The type of zero emission technologies that fuel our future vehicles will have specific infrastructure requirements and impacts across the state’s energy network. If all vehicles are electric, the implications for the grid, the need for charging stations and how batteries engage with the network all have flow-on effects for infrastructure. Hydrogen fuel cell vehicles, on the other hand, could have a different set of implications. We also need to consider when and how our behaviour might change as a result of the introduction of these vehicles. Will we still charge or fuel up at stations, or will this be done at home or work? And can our cars act as batteries to provide energy for our homes? The implications of these decisions will help to determine what infrastructure we need to build or change to accommodate a future with zero emissions vehicles.

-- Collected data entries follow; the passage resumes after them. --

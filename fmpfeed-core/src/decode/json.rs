//! Incremental JSON array decoder.
//!
//! The body is scanned byte by byte through a `BufReader`. Only the bytes of
//! the current element are copied out, into one reusable buffer, and parsed
//! with `serde_json`. Memory stays bounded by the largest single element no
//! matter how many elements the array holds.

use std::io::{BufRead, BufReader, Read};

use serde_json::Value;

use crate::error::FetchError;
use crate::record::RawRecord;

use super::JsonLayout;

/// Tracks nesting while copying one composite or string value.
#[derive(Default)]
struct ValueScan {
    depth: usize,
    in_string: bool,
    escaped: bool,
}

impl ValueScan {
    /// Feed one byte; true once the value is complete.
    fn feed(&mut self, b: u8) -> bool {
        if self.in_string {
            if self.escaped {
                self.escaped = false;
            } else if b == b'\\' {
                self.escaped = true;
            } else if b == b'"' {
                self.in_string = false;
                return self.depth == 0;
            }
            return false;
        }
        match b {
            b'"' => self.in_string = true,
            b'{' | b'[' => self.depth += 1,
            b'}' | b']' => {
                self.depth = self.depth.saturating_sub(1);
                return self.depth == 0;
            }
            _ => {}
        }
        false
    }
}

fn is_scalar_end(b: u8) -> bool {
    matches!(b, b',' | b']' | b'}') || b.is_ascii_whitespace()
}

struct Scanner<R> {
    reader: BufReader<R>,
    endpoint: String,
}

impl<R: Read> Scanner<R> {
    fn unexpected_end(&self) -> FetchError {
        FetchError::malformed(&self.endpoint, "unexpected end of body")
    }

    /// Skip whitespace and peek the next byte without consuming it.
    fn skip_ws(&mut self) -> Result<Option<u8>, FetchError> {
        loop {
            let chunk = self
                .reader
                .fill_buf()
                .map_err(|e| FetchError::transport(&self.endpoint, e.to_string()))?;
            if chunk.is_empty() {
                return Ok(None);
            }
            match chunk.iter().position(|b| !b.is_ascii_whitespace()) {
                Some(i) => {
                    let b = chunk[i];
                    self.reader.consume(i);
                    return Ok(Some(b));
                }
                None => {
                    let n = chunk.len();
                    self.reader.consume(n);
                }
            }
        }
    }

    fn expect(&mut self, wanted: u8) -> Result<(), FetchError> {
        match self.skip_ws()? {
            Some(b) if b == wanted => {
                self.reader.consume(1);
                Ok(())
            }
            Some(b) => Err(FetchError::malformed(
                &self.endpoint,
                format!("expected '{}', found '{}'", wanted as char, b as char),
            )),
            None => Err(self.unexpected_end()),
        }
    }

    /// Copy the bytes of exactly one JSON value into `out`.
    fn read_value(&mut self, out: &mut Vec<u8>) -> Result<(), FetchError> {
        match self.skip_ws()? {
            None => Err(self.unexpected_end()),
            Some(b'{' | b'[' | b'"') => self.read_composite(out),
            Some(_) => self.read_scalar(out),
        }
    }

    fn read_composite(&mut self, out: &mut Vec<u8>) -> Result<(), FetchError> {
        let mut scan = ValueScan::default();
        loop {
            let chunk = self
                .reader
                .fill_buf()
                .map_err(|e| FetchError::transport(&self.endpoint, e.to_string()))?;
            if chunk.is_empty() {
                return Err(FetchError::malformed(&self.endpoint, "unexpected end of body"));
            }
            match chunk.iter().position(|&b| scan.feed(b)) {
                Some(i) => {
                    out.extend_from_slice(&chunk[..=i]);
                    self.reader.consume(i + 1);
                    return Ok(());
                }
                None => {
                    let n = chunk.len();
                    out.extend_from_slice(chunk);
                    self.reader.consume(n);
                }
            }
        }
    }

    fn read_scalar(&mut self, out: &mut Vec<u8>) -> Result<(), FetchError> {
        loop {
            let chunk = self
                .reader
                .fill_buf()
                .map_err(|e| FetchError::transport(&self.endpoint, e.to_string()))?;
            if chunk.is_empty() {
                return Ok(());
            }
            match chunk.iter().position(|&b| is_scalar_end(b)) {
                Some(i) => {
                    out.extend_from_slice(&chunk[..i]);
                    self.reader.consume(i);
                    return Ok(());
                }
                None => {
                    let n = chunk.len();
                    out.extend_from_slice(chunk);
                    self.reader.consume(n);
                }
            }
        }
    }

    /// Walk the members of a top-level object until `key`, positioned inside its array.
    ///
    /// Returns false when the object has no such member. Skipped values are
    /// copied into `scratch` one at a time and checked for syntax only.
    fn seek_member(&mut self, key: &str, scratch: &mut Vec<u8>) -> Result<bool, FetchError> {
        self.expect(b'{')?;
        loop {
            match self.skip_ws()? {
                Some(b'}') => {
                    self.reader.consume(1);
                    return Ok(false);
                }
                Some(b'"') => {}
                Some(b) => {
                    return Err(FetchError::malformed(
                        &self.endpoint,
                        format!("expected object key, found '{}'", b as char),
                    ))
                }
                None => return Err(self.unexpected_end()),
            }
            scratch.clear();
            self.read_value(scratch)?;
            let name: String = serde_json::from_slice(scratch)
                .map_err(|e| FetchError::malformed(&self.endpoint, e.to_string()))?;
            self.expect(b':')?;
            if name == key {
                self.expect(b'[')?;
                return Ok(true);
            }
            scratch.clear();
            self.read_value(scratch)?;
            serde_json::from_slice::<serde::de::IgnoredAny>(scratch)
                .map_err(|e| FetchError::malformed(&self.endpoint, e.to_string()))?;
            match self.skip_ws()? {
                Some(b',') => self.reader.consume(1),
                Some(b'}') => {
                    self.reader.consume(1);
                    return Ok(false);
                }
                Some(b) => {
                    return Err(FetchError::malformed(
                        &self.endpoint,
                        format!("expected ',' or '}}', found '{}'", b as char),
                    ))
                }
                None => return Err(self.unexpected_end()),
            }
        }
    }
}

#[derive(Debug, Clone, Copy, PartialEq, Eq)]
enum State {
    Start,
    FirstElement,
    NextElement,
}

/// Lazily yields the elements of a JSON array body as [`RawRecord`]s.
///
/// The reader is dropped as soon as the array ends or an error is raised;
/// dropping the decoder early drops it too.
pub struct JsonArrayDecoder<R> {
    scanner: Option<Scanner<R>>,
    layout: JsonLayout,
    state: State,
    element: Vec<u8>,
}

impl<R: Read> JsonArrayDecoder<R> {
    pub fn new(reader: R, layout: JsonLayout, endpoint: impl Into<String>) -> Self {
        Self {
            scanner: Some(Scanner {
                reader: BufReader::new(reader),
                endpoint: endpoint.into(),
            }),
            layout,
            state: State::Start,
            element: Vec::new(),
        }
    }

    /// True once the body has been fully consumed or abandoned after an error.
    pub fn is_released(&self) -> bool {
        self.scanner.is_none()
    }

    fn step(&mut self) -> Result<Option<RawRecord>, FetchError> {
        let Some(scanner) = self.scanner.as_mut() else {
            return Ok(None);
        };
        loop {
            match self.state {
                State::Start => {
                    if scanner.skip_ws()?.is_none() {
                        return Ok(None);
                    }
                    match self.layout {
                        JsonLayout::Array => scanner.expect(b'[')?,
                        JsonLayout::Wrapped(key) => {
                            if !scanner.seek_member(key, &mut self.element)? {
                                return Ok(None);
                            }
                        }
                    }
                    self.state = State::FirstElement;
                }
                State::FirstElement => {
                    if scanner.skip_ws()? == Some(b']') {
                        scanner.reader.consume(1);
                        return finish(scanner, self.layout);
                    }
                    self.state = State::NextElement;
                    return element(scanner, &mut self.element).map(Some);
                }
                State::NextElement => match scanner.skip_ws()? {
                    Some(b',') => {
                        scanner.reader.consume(1);
                        return element(scanner, &mut self.element).map(Some);
                    }
                    Some(b']') => {
                        scanner.reader.consume(1);
                        return finish(scanner, self.layout);
                    }
                    Some(b) => {
                        return Err(FetchError::malformed(
                            &scanner.endpoint,
                            format!("expected ',' or ']', found '{}'", b as char),
                        ))
                    }
                    None => return Err(scanner.unexpected_end()),
                },
            }
        }
    }
}

fn element<R: Read>(scanner: &mut Scanner<R>, buf: &mut Vec<u8>) -> Result<RawRecord, FetchError> {
    buf.clear();
    scanner.read_value(buf)?;
    serde_json::from_slice::<Value>(buf)
        .map(RawRecord::new)
        .map_err(|e| FetchError::malformed(&scanner.endpoint, e.to_string()))
}

/// After the array closes: a bare array must be the whole body.
fn finish<R: Read>(scanner: &mut Scanner<R>, layout: JsonLayout) -> Result<Option<RawRecord>, FetchError> {
    if layout == JsonLayout::Array {
        if let Some(b) = scanner.skip_ws()? {
            return Err(FetchError::malformed(
                &scanner.endpoint,
                format!("trailing data after array: '{}'", b as char),
            ));
        }
    }
    Ok(None)
}

impl<R: Read> Iterator for JsonArrayDecoder<R> {
    type Item = Result<RawRecord, FetchError>;

    fn next(&mut self) -> Option<Self::Item> {
        match self.step() {
            Ok(Some(record)) => Some(Ok(record)),
            Ok(None) => {
                self.scanner = None;
                None
            }
            Err(e) => {
                self.scanner = None;
                Some(Err(e))
            }
        }
    }
}

#[cfg(test)]
mod tests {
    use super::*;
    use serde_json::json;
    use std::io::Cursor;
    use std::sync::atomic::{AtomicBool, Ordering};
    use std::sync::Arc;

    /// Serves one byte per read call and flags when dropped.
    struct Trickle {
        data: Cursor<Vec<u8>>,
        dropped: Arc<AtomicBool>,
    }

    impl Read for Trickle {
        fn read(&mut self, buf: &mut [u8]) -> std::io::Result<usize> {
            let n = buf.len().min(1);
            self.data.read(&mut buf[..n])
        }
    }

    impl Drop for Trickle {
        fn drop(&mut self) {
            self.dropped.store(true, Ordering::SeqCst);
        }
    }

    fn trickle(body: &str) -> (Trickle, Arc<AtomicBool>) {
        let dropped = Arc::new(AtomicBool::new(false));
        let reader = Trickle {
            data: Cursor::new(body.as_bytes().to_vec()),
            dropped: Arc::clone(&dropped),
        };
        (reader, dropped)
    }

    fn decode(body: &str, layout: JsonLayout) -> Vec<Result<RawRecord, FetchError>> {
        JsonArrayDecoder::new(Cursor::new(body.as_bytes().to_vec()), layout, "test").collect()
    }

    fn values(body: &str) -> Vec<Value> {
        decode(body, JsonLayout::Array)
            .into_iter()
            .map(|r| r.unwrap().into_value())
            .collect()
    }

    #[test]
    fn yields_elements_in_order() {
        assert_eq!(values(r#"[{"a":1},{"a":2}]"#), vec![json!({"a":1}), json!({"a":2})]);
    }

    #[test]
    fn empty_body_and_empty_array() {
        assert!(values("").is_empty());
        assert!(values("  \n").is_empty());
        assert!(values("[ ]").is_empty());
    }

    #[test]
    fn strings_may_contain_brackets_and_escapes() {
        let got = values(r#"[ {"s":"a]\"}{[","n":[1,{"x":null}]} , {"s":"\\"} ]"#);
        assert_eq!(got[0]["s"], json!("a]\"}{["));
        assert_eq!(got[0]["n"], json!([1, {"x": null}]));
        assert_eq!(got[1]["s"], json!("\\"));
    }

    #[test]
    fn scalar_elements_are_kept() {
        assert_eq!(values("[1, -2.5e3,true,null,\"x\"]").len(), 5);
    }

    #[test]
    fn one_byte_chunks_decode_identically() {
        let body = r#"[{"symbol":"AAPL","price":189.5},{"symbol":"MSFT","price":410}]"#;
        let (reader, _) = trickle(body);
        let got: Vec<Value> = JsonArrayDecoder::new(reader, JsonLayout::Array, "test")
            .map(|r| r.unwrap().into_value())
            .collect();
        assert_eq!(got, values(body));
    }

    #[test]
    fn releases_reader_when_exhausted() {
        let (reader, dropped) = trickle(r#"[{"a":1}]"#);
        let mut decoder = JsonArrayDecoder::new(reader, JsonLayout::Array, "test");
        assert!(decoder.next().unwrap().is_ok());
        assert!(!dropped.load(Ordering::SeqCst));
        assert!(decoder.next().is_none());
        assert!(dropped.load(Ordering::SeqCst));
        assert!(decoder.is_released());
    }

    #[test]
    fn releases_reader_when_abandoned() {
        let (reader, dropped) = trickle(r#"[{"a":1},{"a":2}]"#);
        let mut decoder = JsonArrayDecoder::new(reader, JsonLayout::Array, "test");
        assert!(decoder.next().unwrap().is_ok());
        drop(decoder);
        assert!(dropped.load(Ordering::SeqCst));
    }

    #[test]
    fn truncated_body_is_malformed_after_good_elements() {
        let got = decode(r#"[{"a":1},{"a":"#, JsonLayout::Array);
        assert_eq!(got.len(), 2);
        assert!(got[0].is_ok());
        assert!(matches!(got[1], Err(FetchError::MalformedResponse { .. })));
    }

    #[test]
    fn syntax_errors_are_malformed() {
        for body in ["{\"a\":1}", "[1,]", "[{\"a\":1} {\"a\":2}]", "[{\"a\" 1}]", "[1] x"] {
            let got = decode(body, JsonLayout::Array);
            assert!(
                got.iter()
                    .any(|r| matches!(r, Err(FetchError::MalformedResponse { .. }))),
                "{body}"
            );
        }
    }

    #[test]
    fn wrapped_layout_skips_other_members() {
        let body = r#"{"symbol":"AAPL","meta":{"k":[1,2]},"historical":[{"close":1},{"close":2}],"tail":3}"#;
        let got: Vec<Value> = decode(body, JsonLayout::Wrapped("historical"))
            .into_iter()
            .map(|r| r.unwrap().into_value())
            .collect();
        assert_eq!(got, vec![json!({"close":1}), json!({"close":2})]);
    }

    #[test]
    fn wrapped_layout_without_member_is_empty() {
        assert!(decode(r#"{"symbol":"AAPL"}"#, JsonLayout::Wrapped("historical")).is_empty());
        assert!(decode("{}", JsonLayout::Wrapped("historical")).is_empty());
    }
}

  • Public acceptance and government policy

Drivers today are wary of travelling in a fully automated vehicle, car or ride sharing in Victoria is not very common, and we are lagging behind some other countries in adopting zero emissions vehicles. Public attitudes could affect uptake levels, so it is important that we consider how behaviour might change – and when. Whether the government has a role in encouraging the use of automated or zero emission vehicles could have implications for infrastructure, particularly if it affects adoption rates. The rate of uptake also has implications for how the government funds future infrastructure maintenance and investments, and how the economy reacts to these technologies more broadly.

  • Environmental and human health impacts

Zero emission vehicles can make a contribution to achieving carbon emission reduction targets. But what will be the extent of this contribution, what will be the source of the generated electricity and will it be stored in batteries or hydrogen fuel cells? The environmental impacts of automated and zero emission vehicles over their entire lifecycle, with different possible uses and technologies, requires consideration. Automated vehicles have the potential to reduce road injuries and deaths. But to what level and what transitional safety issues might we face with a mixed fleet of vehicles? As air and noise pollution from vehicles have effects on human health, the contribution that zero emission vehicles can make to improving health may be important.

  • Economic impacts

Automated and zero emission vehicles, and the infrastructure provided to support their deployment, are likely to have different economic impacts depending on how and when they are rolled out and used. We will seek to understand these economic impacts to inform investment choices and other policy decisions.

  • Social consequences and opportunities

Victoria’s ageing population and those living with a disability are potentially beneficiaries of automated vehicles, which promise increased access to mobility, services and employment. Our work will consider how infrastructure investments and policies can help harness these opportunities while mitigating potential negative consequences.